Questions en litige:
[8] Considérant qu'il n'a pas été contredit et contesté par l'Entrepreneur et l'Administrateur que ces vingt-deux lattes sont défectueuses d'une façon ou d'une autre, les questions en litige deviennent donc les suivantes: 1. Est-ce que le problème soulevé nécessite le remplacement du plancher en entier au rez-de-chaussée et à l'étage? Et 2. Si non, quel correctif doit être apporté?
Analyse et décision:
[9] Comme toutes les parties s'entendent sur le fait que l'Entrepreneur doit régler le problème touchant les vingt-deux lattes défectueuses, il n'y a pas lieu de s'attarder sur la cause de ce problème. Cependant, un désaccord persiste entre les parties quant à la méthode corrective devant être adoptée pour solutionner ce problème. Les Bénéficiaires exigent que tous les planchers de bois franc (préverni de chêne, grade 3) soient entièrement refaits ou qu'un procédé autre que celui utilisé précédemment par Plancher PM soit employé afin de changer les vingt-deux lattes défectueuses et de les teindre adéquatement. Or, selon les propres calculs des Bénéficiaires lors des représentations finales, la réparation des vingt-deux lattes défectueuses ne toucherait que 10% de la superficie des deux planchers. Ainsi, selon une analyse approfondie de la jurisprudence quant aux planchers de bois, une tendance ressort clairement que le remplacement complet d'un plancher n'est sérieusement envisagé que lorsque minimalement 50%[4], voire dans un autre cas 70%[5] des lattes soient défectueuses. Qui plus est, une telle réparation coûterait environ 20,000.00$ selon les estimations de Monsieur Poudrier. Ordonner un renouvellement complet des planchers de bois franc au rez-de-chaussée et à l'étage contreviendrait à la règle de la proportionnalité évoquée avec raison par le procureur de l'Administrateur compte tenu de l'ampleur limitée du problème en l'espèce. Donc pour toutes ces raisons, bien que je compatisse avec la situation vécue par les Bénéficiaires depuis novembre 2009, ils n'ont pas été en mesure de prouver que l'étendue du problème justifiait le remplacement de tous les planchers de bois franc situés au rez-de-chaussée et à l'étage.

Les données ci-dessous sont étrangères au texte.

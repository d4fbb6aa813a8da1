//! Route definitions for the `/peliculas` resource.

use axum::routing::get;
use axum::Router;

use crate::handlers::movies;
use crate::state::AppState;

/// Routes mounted at `/api/peliculas`.
///
/// Reads require authentication; mutations require the `admin` role
/// (enforced by handler extractors).
///
/// ```text
/// GET    /               -> list_movies
/// POST   /               -> create_movie (admin)
/// GET    /{id}           -> get_movie
/// PUT    /{id}           -> update_movie (admin)
/// DELETE /{id}           -> delete_movie (admin)
/// GET    /{id}/criticas  -> get_movie_reviews
/// ```
pub fn router() -> Router<AppState> {
    Router::new()
        .route("/", get(movies::list_movies).post(movies::create_movie))
        .route(
            "/{id}",
            get(movies::get_movie)
                .put(movies::update_movie)
                .delete(movies::delete_movie),
        )
        .route("/{id}/criticas", get(movies::get_movie_reviews))
}
//! Movie review API server library.
//!
//! Exposes the building blocks (config, state, error handling, routes) so
//! integration tests and the binary entrypoint can both access them.

pub mod auth;
pub mod config;
pub mod error;
pub mod handlers;
pub mod middleware;
pub mod response;
pub mod router;
pub mod routes;
pub mod state;
//! Repository for the `roles` and `user_roles` tables.

use sqlx::PgPool;

use peliculas_core::types::DbId;

use crate::models::role::Role;

const COLUMNS: &str = "id, name, created_at";

/// Provides role creation, lookup, and user-role assignment.
pub struct RoleRepo;

impl RoleRepo {
    /// Insert a new role, returning the created row.
    pub async fn create(pool: &PgPool, name: &str) -> Result<Role, sqlx::Error> {
        let query = format!("INSERT INTO roles (name) VALUES ($1) RETURNING {COLUMNS}");
        sqlx::query_as::<_, Role>(&query)
            .bind(name)
            .fetch_one(pool)
            .await
    }

    /// Find a role by name (case-sensitive).
    pub async fn find_by_name(pool: &PgPool, name: &str) -> Result<Option<Role>, sqlx::Error> {
        let query = format!("SELECT {COLUMNS} FROM roles WHERE name = $1");
        sqlx::query_as::<_, Role>(&query)
            .bind(name)
            .fetch_optional(pool)
            .await
    }

    /// List all roles ordered by name.
    pub async fn list(pool: &PgPool) -> Result<Vec<Role>, sqlx::Error> {
        let query = format!("SELECT {COLUMNS} FROM roles ORDER BY name");
        sqlx::query_as::<_, Role>(&query).fetch_all(pool).await
    }

    /// List the role names assigned to a user, ordered by name.
    pub async fn list_names_for_user(
        pool: &PgPool,
        user_id: DbId,
    ) -> Result<Vec<String>, sqlx::Error> {
        let rows: Vec<(String,)> = sqlx::query_as(
            "SELECT r.name FROM roles r
             JOIN user_roles ur ON ur.role_id = r.id
             WHERE ur.user_id = $1
             ORDER BY r.name",
        )
        .bind(user_id)
        .fetch_all(pool)
        .await?;
        Ok(rows.into_iter().map(|(name,)| name).collect())
    }

    /// List all (user_id, role_name) pairs. Used to resolve role names for a
    /// user listing without an N+1 query per user.
    pub async fn list_assignments(pool: &PgPool) -> Result<Vec<(DbId, String)>, sqlx::Error> {
        sqlx::query_as(
            "SELECT ur.user_id, r.name FROM user_roles ur
             JOIN roles r ON r.id = ur.role_id
             ORDER BY r.name",
        )
        .fetch_all(pool)
        .await
    }

    /// Check whether a user already holds a role.
    pub async fn user_has_role(
        pool: &PgPool,
        user_id: DbId,
        role_id: DbId,
    ) -> Result<bool, sqlx::Error> {
        let row: Option<(DbId,)> =
            sqlx::query_as("SELECT user_id FROM user_roles WHERE user_id = $1 AND role_id = $2")
                .bind(user_id)
                .bind(role_id)
                .fetch_optional(pool)
                .await?;
        Ok(row.is_some())
    }

    /// Assign a role to a user.
    pub async fn assign(pool: &PgPool, user_id: DbId, role_id: DbId) -> Result<(), sqlx::Error> {
        sqlx::query("INSERT INTO user_roles (user_id, role_id) VALUES ($1, $2)")
            .bind(user_id)
            .bind(role_id)
            .execute(pool)
            .await?;
        Ok(())
    }
}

[10] Quant au procédé de réparation différent de celui précédemment utilisé, les Bénéficiaires n'ont présenté aucune preuve technique ou expertise concernant l'existence de d'autres méthodes pour traiter efficacement les défectuosités des vingt-deux lattes du plancher de bois franc. Ainsi, les Bénéficiaires n'ont pas su démontrer qu'un procédé différent serait plus apte à résoudre la problématique touchant les vingt-deux lattes défectueuses.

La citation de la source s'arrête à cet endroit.